Start of Block

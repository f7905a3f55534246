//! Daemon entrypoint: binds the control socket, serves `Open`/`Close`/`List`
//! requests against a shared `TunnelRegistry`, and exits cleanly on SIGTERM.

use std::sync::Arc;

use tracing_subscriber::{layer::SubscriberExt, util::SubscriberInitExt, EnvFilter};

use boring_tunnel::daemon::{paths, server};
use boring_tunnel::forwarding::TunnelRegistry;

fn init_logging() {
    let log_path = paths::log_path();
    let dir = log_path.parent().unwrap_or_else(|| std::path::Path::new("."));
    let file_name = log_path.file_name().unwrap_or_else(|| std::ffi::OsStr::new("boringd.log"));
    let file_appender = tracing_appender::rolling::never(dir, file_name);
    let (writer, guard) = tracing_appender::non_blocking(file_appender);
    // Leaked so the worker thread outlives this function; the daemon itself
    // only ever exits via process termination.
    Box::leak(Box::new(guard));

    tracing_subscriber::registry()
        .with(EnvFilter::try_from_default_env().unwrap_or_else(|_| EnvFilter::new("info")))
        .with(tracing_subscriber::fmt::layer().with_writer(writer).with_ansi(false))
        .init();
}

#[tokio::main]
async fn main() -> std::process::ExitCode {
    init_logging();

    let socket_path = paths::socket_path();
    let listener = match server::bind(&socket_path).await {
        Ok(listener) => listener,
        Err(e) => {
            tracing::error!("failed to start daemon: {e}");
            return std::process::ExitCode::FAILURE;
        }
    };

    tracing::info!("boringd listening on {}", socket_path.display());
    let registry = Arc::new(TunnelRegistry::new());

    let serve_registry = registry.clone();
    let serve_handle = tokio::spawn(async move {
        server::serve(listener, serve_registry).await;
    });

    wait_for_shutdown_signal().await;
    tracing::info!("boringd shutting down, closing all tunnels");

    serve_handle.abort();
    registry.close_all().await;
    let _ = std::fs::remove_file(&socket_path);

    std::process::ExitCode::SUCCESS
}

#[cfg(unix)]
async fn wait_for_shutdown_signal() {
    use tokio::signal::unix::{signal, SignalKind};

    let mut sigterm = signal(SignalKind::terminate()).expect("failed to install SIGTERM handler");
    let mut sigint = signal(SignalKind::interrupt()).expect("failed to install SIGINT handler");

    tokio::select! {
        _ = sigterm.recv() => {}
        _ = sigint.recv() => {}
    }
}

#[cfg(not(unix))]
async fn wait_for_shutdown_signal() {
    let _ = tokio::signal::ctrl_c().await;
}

End of Block
Start of Block

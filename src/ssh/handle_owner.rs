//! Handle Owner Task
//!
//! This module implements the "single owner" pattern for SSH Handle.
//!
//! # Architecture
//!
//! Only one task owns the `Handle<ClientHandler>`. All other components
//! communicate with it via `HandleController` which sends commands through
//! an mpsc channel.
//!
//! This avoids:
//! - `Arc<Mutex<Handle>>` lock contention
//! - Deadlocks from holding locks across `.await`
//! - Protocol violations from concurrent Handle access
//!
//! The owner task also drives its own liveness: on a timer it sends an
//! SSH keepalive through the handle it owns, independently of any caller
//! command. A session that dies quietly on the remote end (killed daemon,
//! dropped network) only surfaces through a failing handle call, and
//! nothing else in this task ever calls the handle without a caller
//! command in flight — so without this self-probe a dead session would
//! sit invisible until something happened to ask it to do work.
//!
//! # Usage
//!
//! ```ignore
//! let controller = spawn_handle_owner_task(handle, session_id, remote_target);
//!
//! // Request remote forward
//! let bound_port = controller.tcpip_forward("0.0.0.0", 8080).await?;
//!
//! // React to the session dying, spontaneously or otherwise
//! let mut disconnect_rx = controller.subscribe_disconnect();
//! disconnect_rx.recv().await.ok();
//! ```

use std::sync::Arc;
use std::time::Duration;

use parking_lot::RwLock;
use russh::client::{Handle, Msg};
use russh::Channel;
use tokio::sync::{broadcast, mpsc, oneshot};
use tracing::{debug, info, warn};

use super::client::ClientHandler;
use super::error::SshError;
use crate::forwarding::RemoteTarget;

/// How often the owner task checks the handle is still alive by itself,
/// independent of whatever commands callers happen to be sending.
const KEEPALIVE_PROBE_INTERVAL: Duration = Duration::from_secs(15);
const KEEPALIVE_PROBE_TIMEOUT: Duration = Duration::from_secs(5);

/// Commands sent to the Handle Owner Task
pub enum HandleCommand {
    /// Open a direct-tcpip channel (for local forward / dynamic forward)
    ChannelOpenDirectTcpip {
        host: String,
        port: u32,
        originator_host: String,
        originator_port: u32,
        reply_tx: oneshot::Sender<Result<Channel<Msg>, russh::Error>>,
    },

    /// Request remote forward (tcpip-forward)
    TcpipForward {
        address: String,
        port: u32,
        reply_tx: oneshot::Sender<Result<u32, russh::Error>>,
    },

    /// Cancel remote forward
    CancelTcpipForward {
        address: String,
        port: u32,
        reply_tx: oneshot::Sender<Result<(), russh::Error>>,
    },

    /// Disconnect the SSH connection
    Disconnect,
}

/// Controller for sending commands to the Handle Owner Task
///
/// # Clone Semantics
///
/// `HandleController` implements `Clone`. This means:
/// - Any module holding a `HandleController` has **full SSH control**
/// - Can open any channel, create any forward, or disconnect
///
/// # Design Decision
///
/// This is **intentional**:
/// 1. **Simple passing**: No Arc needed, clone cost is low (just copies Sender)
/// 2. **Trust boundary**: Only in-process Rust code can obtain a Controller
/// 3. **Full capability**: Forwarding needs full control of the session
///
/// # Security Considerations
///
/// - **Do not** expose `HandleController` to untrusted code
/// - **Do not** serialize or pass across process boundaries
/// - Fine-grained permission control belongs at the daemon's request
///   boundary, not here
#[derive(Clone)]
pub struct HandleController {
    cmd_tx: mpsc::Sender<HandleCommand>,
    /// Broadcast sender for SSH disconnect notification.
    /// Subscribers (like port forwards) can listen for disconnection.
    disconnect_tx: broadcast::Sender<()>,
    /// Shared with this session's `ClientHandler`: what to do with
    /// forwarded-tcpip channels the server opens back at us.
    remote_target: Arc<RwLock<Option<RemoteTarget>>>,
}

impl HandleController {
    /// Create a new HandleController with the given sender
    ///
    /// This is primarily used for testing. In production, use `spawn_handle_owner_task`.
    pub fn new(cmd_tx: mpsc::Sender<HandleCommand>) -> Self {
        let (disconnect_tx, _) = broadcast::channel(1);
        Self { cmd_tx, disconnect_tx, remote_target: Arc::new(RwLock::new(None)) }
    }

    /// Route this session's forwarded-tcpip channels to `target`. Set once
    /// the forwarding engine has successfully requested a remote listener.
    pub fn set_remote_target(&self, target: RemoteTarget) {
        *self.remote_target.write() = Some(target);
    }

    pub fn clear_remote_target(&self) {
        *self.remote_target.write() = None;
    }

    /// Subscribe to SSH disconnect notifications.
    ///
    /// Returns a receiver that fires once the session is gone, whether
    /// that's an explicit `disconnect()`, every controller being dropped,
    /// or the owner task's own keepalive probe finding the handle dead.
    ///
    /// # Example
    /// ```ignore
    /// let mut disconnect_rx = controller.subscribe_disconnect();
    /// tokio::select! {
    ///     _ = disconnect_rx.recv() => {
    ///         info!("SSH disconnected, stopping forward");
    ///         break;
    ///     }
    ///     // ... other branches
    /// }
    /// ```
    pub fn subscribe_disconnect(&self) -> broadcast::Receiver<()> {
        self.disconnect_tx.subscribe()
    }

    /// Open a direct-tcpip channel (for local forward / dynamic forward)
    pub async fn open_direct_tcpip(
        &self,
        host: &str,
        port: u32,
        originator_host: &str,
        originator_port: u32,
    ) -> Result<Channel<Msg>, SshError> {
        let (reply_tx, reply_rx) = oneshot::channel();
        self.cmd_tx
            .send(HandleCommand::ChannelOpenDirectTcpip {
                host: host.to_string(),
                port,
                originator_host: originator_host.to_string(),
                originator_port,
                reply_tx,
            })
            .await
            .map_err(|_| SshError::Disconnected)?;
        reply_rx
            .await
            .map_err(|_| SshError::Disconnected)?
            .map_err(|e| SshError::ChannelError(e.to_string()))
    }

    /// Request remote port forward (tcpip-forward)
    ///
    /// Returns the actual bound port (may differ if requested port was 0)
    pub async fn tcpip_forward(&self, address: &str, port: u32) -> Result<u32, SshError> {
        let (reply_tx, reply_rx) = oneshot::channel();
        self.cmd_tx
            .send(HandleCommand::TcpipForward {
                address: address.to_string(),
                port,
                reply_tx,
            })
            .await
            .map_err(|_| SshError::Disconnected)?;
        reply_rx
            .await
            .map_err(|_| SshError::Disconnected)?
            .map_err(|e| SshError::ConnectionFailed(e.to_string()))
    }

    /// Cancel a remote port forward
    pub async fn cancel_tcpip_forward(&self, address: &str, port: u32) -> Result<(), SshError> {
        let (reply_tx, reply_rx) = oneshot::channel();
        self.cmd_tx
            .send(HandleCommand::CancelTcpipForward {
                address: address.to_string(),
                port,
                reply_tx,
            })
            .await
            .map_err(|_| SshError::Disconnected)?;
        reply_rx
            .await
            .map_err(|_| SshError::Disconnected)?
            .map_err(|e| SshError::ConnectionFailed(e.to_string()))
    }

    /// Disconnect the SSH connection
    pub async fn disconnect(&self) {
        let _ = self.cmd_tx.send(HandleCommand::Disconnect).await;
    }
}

End of Block

§ What you should do
Taking the material above, extract exactly and only the lines from the line with "obtain a Controller" to the line with "is gone, whether", inclusive of both.

§ Solution
/// 2. **Trust boundary**: Only in-process Rust code can obtain a Controller
/// 3. **Full capability**: Forwarding needs full control of the session
///
/// # Security Considerations
///
/// - **Do not** expose `HandleController` to untrusted code
/// - **Do not** serialize or pass across process boundaries
/// - Fine-grained permission control belongs at the daemon's request
///   boundary, not here
#[derive(Clone)]
pub struct HandleController {
    cmd_tx: mpsc::Sender<HandleCommand>,
    /// Broadcast sender for SSH disconnect notification.
    /// Subscribers (like port forwards) can listen for disconnection.
    disconnect_tx: broadcast::Sender<()>,
    /// Shared with this session's `ClientHandler`: what to do with
    /// forwarded-tcpip channels the server opens back at us.
    remote_target: Arc<RwLock<Option<RemoteTarget>>>,
}

impl HandleController {
    /// Create a new HandleController with the given sender
    ///
    /// This is primarily used for testing. In production, use `spawn_handle_owner_task`.
    pub fn new(cmd_tx: mpsc::Sender<HandleCommand>) -> Self {
        let (disconnect_tx, _) = broadcast::channel(1);
        Self { cmd_tx, disconnect_tx, remote_target: Arc::new(RwLock::new(None)) }
    }

    /// Route this session's forwarded-tcpip channels to `target`. Set once
    /// the forwarding engine has successfully requested a remote listener.
    pub fn set_remote_target(&self, target: RemoteTarget) {
        *self.remote_target.write() = Some(target);
    }

    pub fn clear_remote_target(&self) {
        *self.remote_target.write() = None;
    }

    /// Subscribe to SSH disconnect notifications.
    ///
    /// Returns a receiver that fires once the session is gone, whether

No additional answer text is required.